The expected result is the material below, reproduced exactly from its first line through the line containing "## Input/Output Specification".

Data shown Block Start

//! # Configuration Management Module
//!
//! ## Purpose
//! Centralized configuration for the statute retrieval engine, loaded from
//! TOML files with environment variable overrides and validation.
//!
//! ## Input/Output Specification
//! - **Input**: Configuration files (TOML), environment variables
//! - **Output**: Validated configuration structs with defaults and overrides
//! - **Validation**: Type checking, range validation
//!
//! ## Configuration Sources (in order of precedence)
//! 1. Environment variables (`STATUTE_KG_*`)
//! 2. Configuration file
//! 3. Default values
//!
//! ## Usage
//! ```rust,no_run
//! use statute_kg_search::config::Config;
//!
//! let config = Config::from_file("config.toml").unwrap();
//! println!("Graph store path: {:?}", config.storage.db_path);
//! ```

use crate::errors::{KgError, Result};
use serde::{Deserialize, Serialize};
use std::path::{Path, PathBuf};

/// Main configuration structure containing all system settings
#[derive(Debug, Clone, Serialize, Deserialize)]
pub struct Config {
    /// Graph store settings
    pub storage: StorageConfig,
    /// Document extraction and ingestion settings
    pub ingestion: IngestionConfig,
    /// Vector index configuration
    pub vector: VectorConfig,
    /// Retrieval engine behavior
    pub retrieval: RetrievalConfig,
    /// Logging configuration
    pub logging: LoggingConfig,
    /// Performance tuning
    pub performance: PerformanceConfig,
}

/// Graph store configuration
#[derive(Debug, Clone, Serialize, Deserialize)]
pub struct StorageConfig {
    /// Database file path
    pub db_path: PathBuf,
    /// Compress node text above this many bytes (0 disables compression)
    pub compression_threshold_bytes: usize,
}

/// Document extraction and ingestion configuration
#[derive(Debug, Clone, Serialize, Deserialize)]
pub struct IngestionConfig {
    /// Jurisdiction prefix prepended to normalized article numbers
    pub jurisdiction_prefix: String,
    /// Fail on malformed statute/case blocks instead of skipping them
    pub strict: bool,
}

/// Vector index configuration
#[derive(Debug, Clone, Serialize, Deserialize)]
pub struct VectorConfig {
    /// HNSW graph parameters
    pub hnsw: HnswConfig,
    /// Expected embedding dimension (0 = inferred from the first vector)
    pub dimension: usize,
    /// Directory holding the persisted index and its side-table
    pub index_dir: PathBuf,
}

/// HNSW (Hierarchical Navigable Small World) configuration
#[derive(Debug, Clone, Serialize, Deserialize)]
pub struct HnswConfig {
    /// Number of bi-directional links for each node (M parameter)
    pub m: usize,
    /// Size of the dynamic candidate list during construction
    pub ef_construction: usize,
    /// Size of the dynamic candidate list during search
    pub ef_search: usize,
}

/// Retrieval engine configuration
#[derive(Debug, Clone, Serialize, Deserialize)]
pub struct RetrievalConfig {
    /// Default number of nearest facts fetched per query
    pub top_k: usize,
}

/// Logging configuration
#[derive(Debug, Clone, Serialize, Deserialize)]
pub struct LoggingConfig {
    /// Log level (trace, debug, info, warn, error)
    pub level: String,
    /// Enable structured JSON logging
    pub json_format: bool,
}

/// Performance tuning configuration
#[derive(Debug, Clone, Serialize, Deserialize)]
pub struct PerformanceConfig {
    /// Number of worker threads for the async runtime
    pub worker_threads: usize,
}

impl Config {
    /// Load configuration from the default location
    pub fn load() -> Result<Self> {
        Self::from_file("config.toml")
    }

    /// Load configuration from a specific file
    pub fn from_file<P: AsRef<Path>>(path: P) -> Result<Self> {
        let path = path.as_ref();

        if !path.exists() {
            tracing::warn!("Configuration file not found: {:?}, using defaults", path);
            return Ok(Self::default());
        }

        let content = std::fs::read_to_string(path).map_err(|e| KgError::Config {
            message: format!("Failed to read config file {:?}: {}", path, e),
        })?;

        let mut config: Config = toml::from_str(&content).map_err(|e| KgError::Config {
            message: format!("Failed to parse config file {:?}: {}", path, e),
        })?;

        config.apply_env_overrides()?;
        config.validate()?;

        Ok(config)
    }

    /// Apply environment variable overrides
    fn apply_env_overrides(&mut self) -> Result<()> {
        if let Ok(db_path) = std::env::var("STATUTE_KG_DB_PATH") {
            self.storage.db_path = PathBuf::from(db_path);
        }
        if let Ok(index_dir) = std::env::var("STATUTE_KG_INDEX_DIR") {
            self.vector.index_dir = PathBuf::from(index_dir);
        }
        if let Ok(level) = std::env::var("STATUTE_KG_LOG_LEVEL") {
            self.logging.level = level;
        }
        if let Ok(top_k) = std::env::var("STATUTE_KG_TOP_K") {
            self.retrieval.top_k = top_k.parse().map_err(|_| KgError::Config {
                message: "Invalid value in STATUTE_KG_TOP_K".to_string(),
            })?;
        }
        Ok(())
    }

    /// Validate configuration values
    pub fn validate(&self) -> Result<()> {
        if self.vector.hnsw.m == 0 {
            return Err(KgError::ValidationFailed {
                field: "vector.hnsw.m".to_string(),
                reason: "HNSW M parameter must be greater than zero".to_string(),
            });
        }

        if self.vector.hnsw.ef_construction < self.vector.hnsw.m {
            return Err(KgError::ValidationFailed {
                field: "vector.hnsw.ef_construction".to_string(),
                reason: "ef_construction must be at least M".to_string(),
            });
        }

        if self.retrieval.top_k == 0 {
            return Err(KgError::ValidationFailed {
                field: "retrieval.top_k".to_string(),
                reason: "top_k must be greater than zero".to_string(),
            });
        }

        if self.ingestion.jurisdiction_prefix.is_empty() {
            return Err(KgError::ValidationFailed {
                field: "ingestion.jurisdiction_prefix".to_string(),
                reason: "jurisdiction prefix cannot be empty".to_string(),
            });
        }

        Ok(())
    }

    /// Get configuration as TOML string
    pub fn to_toml(&self) -> Result<String> {
        toml::to_string_pretty(self).map_err(|e| KgError::Config {
            message: format!("Failed to serialize config to TOML: {}", e),
        })
    }
}

impl Default for Config {
    fn default() -> Self {
        Self {
            storage: StorageConfig {
                db_path: PathBuf::from("./data/statute_kg.db"),
                compression_threshold_bytes: 4096,
            },
            ingestion: IngestionConfig {
                jurisdiction_prefix: "民法第".to_string(),
                strict: false,
            },
            vector: VectorConfig {
                hnsw: HnswConfig {
                    m: 32,
                    ef_construction: 200,
                    ef_search: 100,
                },
                dimension: 0,
                index_dir: PathBuf::from("./data/fact_index"),
            },
            retrieval: RetrievalConfig { top_k: 5 },
            logging: LoggingConfig {
                level: "info".to_string(),
                json_format: false,
            },
            performance: PerformanceConfig {
                worker_threads: num_cpus::get(),
            },
        }
    }
}

#[cfg(test)]
mod tests {
    use super::*;

    #[test]
    fn defaults_are_valid() {
        let config = Config::default();
        assert!(config.validate().is_ok());
        assert_eq!(config.vector.hnsw.m, 32);
        assert_eq!(config.vector.hnsw.ef_construction, 200);
        assert_eq!(config.vector.hnsw.ef_search, 100);
        assert_eq!(config.retrieval.top_k, 5);
    }

    #[test]
    fn zero_top_k_rejected() {
        let mut config = Config::default();
        config.retrieval.top_k = 0;
        assert!(config.validate().is_err());
    }

    #[test]
    fn roundtrips_through_toml() {
        let config = Config::default();
        let text = config.to_toml().unwrap();
        let parsed: Config = toml::from_str(&text).unwrap();
        assert_eq!(parsed.vector.hnsw.ef_search, config.vector.hnsw.ef_search);
    }
}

Data shown Block End

Output:
//! # Configuration Management Module
//!
//! ## Purpose
//! Centralized configuration for the statute retrieval engine, loaded from
//! TOML files with environment variable overrides and validation.
//!
//! ## Input/Output Specification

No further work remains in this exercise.